--- Records ---
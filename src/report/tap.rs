// TAP reporter - streams test results in Test Anything Protocol version 13

use std::fs::File;
use std::io::{self, Write};
use std::path::Path;

use super::diagnostics::Diagnostic;
use super::{ReportResult, Reporter};
use crate::case::TestCase;
use crate::signal::{Comparison, Signal};

/// Streaming TAP v13 reporter.
///
/// Owns its sink for the whole report run and writes one line at a time as
/// lifecycle events arrive. The protocol header is written at construction;
/// the plan line is written when the outermost suite closes.
pub struct TapReporter {
    sink: Box<dyn Write>,
    test_number: usize,
    suite_depth: usize,
    test_ok: bool,
}

impl TapReporter {
    /// Create a reporter writing to the given sink
    pub fn new(sink: impl Write + 'static) -> ReportResult<Self> {
        let mut reporter = Self {
            sink: Box::new(sink),
            test_number: 0,
            suite_depth: 0,
            test_ok: true,
        };
        reporter.write_line("TAP version 13")?;
        Ok(reporter)
    }

    /// Create a reporter writing to standard output
    pub fn stdout() -> ReportResult<Self> {
        Self::new(io::stdout())
    }

    /// Create a reporter writing to a file, created or truncated
    pub fn to_file(path: impl AsRef<Path>) -> ReportResult<Self> {
        Self::new(File::create(path)?)
    }

    /// An error occurred
    pub fn on_error(&mut self, test: &dyn TestCase, message: impl Into<String>) -> ReportResult<()> {
        self.on_signal(
            test,
            &Signal::Error {
                message: message.into(),
            },
        )
    }

    /// A warning occurred
    pub fn on_warning(
        &mut self,
        test: &dyn TestCase,
        message: impl Into<String>,
    ) -> ReportResult<()> {
        self.on_signal(
            test,
            &Signal::Warning {
                message: message.into(),
            },
        )
    }

    /// An assertion failed
    pub fn on_failure(
        &mut self,
        test: &dyn TestCase,
        message: impl Into<String>,
        comparison: Option<Comparison>,
    ) -> ReportResult<()> {
        self.on_signal(test, &Signal::failure(message, comparison))
    }

    /// The test declared itself incomplete
    pub fn on_incomplete(
        &mut self,
        test: &dyn TestCase,
        message: impl Into<String>,
    ) -> ReportResult<()> {
        self.on_signal(
            test,
            &Signal::Incomplete {
                message: message.into(),
            },
        )
    }

    /// The engine flagged the test as risky
    pub fn on_risky(&mut self, test: &dyn TestCase, message: impl Into<String>) -> ReportResult<()> {
        self.on_signal(
            test,
            &Signal::Risky {
                message: message.into(),
            },
        )
    }

    /// The test was skipped
    pub fn on_skipped(
        &mut self,
        test: &dyn TestCase,
        message: impl Into<String>,
    ) -> ReportResult<()> {
        self.on_signal(
            test,
            &Signal::Skipped {
                message: message.into(),
            },
        )
    }

    fn write_line(&mut self, line: &str) -> ReportResult<()> {
        writeln!(self.sink, "{}", line)?;
        self.sink.flush()?;
        Ok(())
    }

    /// `not ok N - <kind>: <description> # <directive>`, with empty segments
    /// dropped together with their separators.
    fn write_not_ok(&mut self, test: &dyn TestCase, kind: &str, directive: &str) -> ReportResult<()> {
        let prefix = if kind.is_empty() {
            String::new()
        } else {
            format!("{}: ", kind)
        };
        let suffix = if directive.is_empty() {
            String::new()
        } else {
            format!(" # {}", directive)
        };

        self.write_line(&format!(
            "not ok {} - {}{}{}",
            self.test_number,
            prefix,
            test.description(),
            suffix
        ))?;
        self.test_ok = false;
        Ok(())
    }

    /// `ok N - # <directive> <message>`. The run stays `ok` in TAP terms;
    /// clearing `test_ok` only suppresses the generic success line later.
    fn write_directive(&mut self, directive: &str, message: &str) -> ReportResult<()> {
        let suffix = if message.is_empty() {
            String::new()
        } else {
            format!(" {}", message)
        };

        self.write_line(&format!("ok {} - # {}{}", self.test_number, directive, suffix))?;
        self.test_ok = false;
        Ok(())
    }

    fn echo_captured_output(&mut self, test: &dyn TestCase) -> ReportResult<()> {
        let Some(output) = test.captured_output() else {
            return Ok(());
        };
        let trimmed = output.trim();
        if trimmed.is_empty() {
            return Ok(());
        }

        tracing::debug!("echoing captured output for '{}'", test.description());
        for line in trimmed.lines() {
            self.write_line(&format!("# {}", line))?;
        }
        Ok(())
    }
}

impl Reporter for TapReporter {
    fn on_suite_start(&mut self) -> ReportResult<()> {
        self.suite_depth += 1;
        tracing::trace!("suite started, depth {}", self.suite_depth);
        Ok(())
    }

    fn on_suite_end(&mut self) -> ReportResult<()> {
        if self.suite_depth == 0 {
            return Ok(());
        }
        self.suite_depth -= 1;
        tracing::trace!("suite ended, depth {}", self.suite_depth);

        if self.suite_depth == 0 {
            self.write_line(&format!("1..{}", self.test_number))?;
        }
        Ok(())
    }

    fn on_test_start(&mut self, test: &dyn TestCase) -> ReportResult<()> {
        self.test_number += 1;
        self.test_ok = true;
        tracing::trace!("test {} started: {}", self.test_number, test.description());
        Ok(())
    }

    fn on_test_end(&mut self, test: &dyn TestCase) -> ReportResult<()> {
        if self.test_ok {
            self.write_line(&format!("ok {} - {}", self.test_number, test.description()))?;
        }
        self.echo_captured_output(test)
    }

    fn on_signal(&mut self, test: &dyn TestCase, signal: &Signal) -> ReportResult<()> {
        match signal {
            Signal::Error { .. } => self.write_not_ok(test, "Error", "")?,
            Signal::Warning { .. } => self.write_not_ok(test, "Warning", "")?,
            Signal::Failure {
                message,
                comparison,
            } => {
                self.write_not_ok(test, "Failure", "")?;

                let block = Diagnostic::failure(message, comparison.as_ref()).render_block()?;
                tracing::debug!("attaching diagnostic block to test {}", self.test_number);
                self.sink.write_all(block.as_bytes())?;
                self.sink.flush()?;
            }
            Signal::Incomplete { .. } => self.write_not_ok(test, "", "TODO Incomplete Test")?,
            Signal::Risky { message } => self.write_directive("RISKY", message)?,
            Signal::Skipped { message } => self.write_directive("SKIP", message)?,
        }
        Ok(())
    }
}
---
> Task brief: Reproduce the listing above verbatim.

> Task solution:
filename src/report/tap.rs
// TAP reporter - streams test results in Test Anything Protocol version 13

use std::fs::File;
use std::io::{self, Write};
use std::path::Path;

use super::diagnostics::Diagnostic;
use super::{ReportResult, Reporter};
use crate::case::TestCase;
use crate::signal::{Comparison, Signal};

/// Streaming TAP v13 reporter.
///
/// Owns its sink for the whole report run and writes one line at a time as
/// lifecycle events arrive. The protocol header is written at construction;
/// the plan line is written when the outermost suite closes.
pub struct TapReporter {
    sink: Box<dyn Write>,
    test_number: usize,
    suite_depth: usize,
    test_ok: bool,
}

impl TapReporter {
    /// Create a reporter writing to the given sink
    pub fn new(sink: impl Write + 'static) -> ReportResult<Self> {
        let mut reporter = Self {
            sink: Box::new(sink),
            test_number: 0,
            suite_depth: 0,
            test_ok: true,
        };
        reporter.write_line("TAP version 13")?;
        Ok(reporter)
    }

    /// Create a reporter writing to standard output
    pub fn stdout() -> ReportResult<Self> {
        Self::new(io::stdout())
    }

    /// Create a reporter writing to a file, created or truncated
    pub fn to_file(path: impl AsRef<Path>) -> ReportResult<Self> {
        Self::new(File::create(path)?)
    }

    /// An error occurred
    pub fn on_error(&mut self, test: &dyn TestCase, message: impl Into<String>) -> ReportResult<()> {
        self.on_signal(
            test,
            &Signal::Error {
                message: message.into(),
            },
        )
    }

    /// A warning occurred
    pub fn on_warning(
        &mut self,
        test: &dyn TestCase,
        message: impl Into<String>,
    ) -> ReportResult<()> {
        self.on_signal(
            test,
            &Signal::Warning {
                message: message.into(),
            },
        )
    }

    /// An assertion failed
    pub fn on_failure(
        &mut self,
        test: &dyn TestCase,
        message: impl Into<String>,
        comparison: Option<Comparison>,
    ) -> ReportResult<()> {
        self.on_signal(test, &Signal::failure(message, comparison))
    }

    /// The test declared itself incomplete
    pub fn on_incomplete(
        &mut self,
        test: &dyn TestCase,
        message: impl Into<String>,
    ) -> ReportResult<()> {
        self.on_signal(
            test,
            &Signal::Incomplete {
                message: message.into(),
            },
        )
    }

    /// The engine flagged the test as risky
    pub fn on_risky(&mut self, test: &dyn TestCase, message: impl Into<String>) -> ReportResult<()> {
        self.on_signal(
            test,
            &Signal::Risky {
                message: message.into(),
            },
        )
    }

    /// The test was skipped
    pub fn on_skipped(
        &mut self,
        test: &dyn TestCase,
        message: impl Into<String>,
    ) -> ReportResult<()> {
        self.on_signal(
            test,
            &Signal::Skipped {
                message: message.into(),
            },
        )
    }

    fn write_line(&mut self, line: &str) -> ReportResult<()> {
        writeln!(self.sink, "{}", line)?;
        self.sink.flush()?;
        Ok(())
    }

    /// `not ok N - <kind>: <description> # <directive>`, with empty segments
    /// dropped together with their separators.
    fn write_not_ok(&mut self, test: &dyn TestCase, kind: &str, directive: &str) -> ReportResult<()> {
        let prefix = if kind.is_empty() {
            String::new()
        } else {
            format!("{}: ", kind)
        };
        let suffix = if directive.is_empty() {
            String::new()
        } else {
            format!(" # {}", directive)
        };

        self.write_line(&format!(
            "not ok {} - {}{}{}",
            self.test_number,
            prefix,
            test.description(),
            suffix
        ))?;
        self.test_ok = false;
        Ok(())
    }

    /// `ok N - # <directive> <message>`. The run stays `ok` in TAP terms;
    /// clearing `test_ok` only suppresses the generic success line later.
    fn write_directive(&mut self, directive: &str, message: &str) -> ReportResult<()> {
        let suffix = if message.is_empty() {
            String::new()
        } else {
            format!(" {}", message)
        };

        self.write_line(&format!("ok {} - # {}{}", self.test_number, directive, suffix))?;
        self.test_ok = false;
        Ok(())
    }

    fn echo_captured_output(&mut self, test: &dyn TestCase) -> ReportResult<()> {
        let Some(output) = test.captured_output() else {
            return Ok(());
        };
        let trimmed = output.trim();
        if trimmed.is_empty() {
            return Ok(());
        }

        tracing::debug!("echoing captured output for '{}'", test.description());
        for line in trimmed.lines() {
            self.write_line(&format!("# {}", line))?;
        }
        Ok(())
    }
}

impl Reporter for TapReporter {
    fn on_suite_start(&mut self) -> ReportResult<()> {
        self.suite_depth += 1;
        tracing::trace!("suite started, depth {}", self.suite_depth);
        Ok(())
    }

    fn on_suite_end(&mut self) -> ReportResult<()> {
        if self.suite_depth == 0 {
            return Ok(());
        }
        self.suite_depth -= 1;
        tracing::trace!("suite ended, depth {}", self.suite_depth);

        if self.suite_depth == 0 {
            self.write_line(&format!("1..{}", self.test_number))?;
        }
        Ok(())
    }

    fn on_test_start(&mut self, test: &dyn TestCase) -> ReportResult<()> {
        self.test_number += 1;
        self.test_ok = true;
        tracing::trace!("test {} started: {}", self.test_number, test.description());
        Ok(())
    }

    fn on_test_end(&mut self, test: &dyn TestCase) -> ReportResult<()> {
        if self.test_ok {
            self.write_line(&format!("ok {} - {}", self.test_number, test.description()))?;
        }
        self.echo_captured_output(test)
    }

    fn on_signal(&mut self, test: &dyn TestCase, signal: &Signal) -> ReportResult<()> {
        match signal {
            Signal::Error { .. } => self.write_not_ok(test, "Error", "")?,
            Signal::Warning { .. } => self.write_not_ok(test, "Warning", "")?,
            Signal::Failure {
                message,
                comparison,
            } => {
                self.write_not_ok(test, "Failure", "")?;

                let block = Diagnostic::failure(message, comparison.as_ref()).render_block()?;
                tracing::debug!("attaching diagnostic block to test {}", self.test_number);
                self.sink.write_all(block.as_bytes())?;
                self.sink.flush()?;
            }
            Signal::Incomplete { .. } => self.write_not_ok(test, "", "TODO Incomplete Test")?,
            Signal::Risky { message } => self.write_directive("RISKY", message)?,
            Signal::Skipped { message } => self.write_directive("SKIP", message)?,
        }
        Ok(())
    }
}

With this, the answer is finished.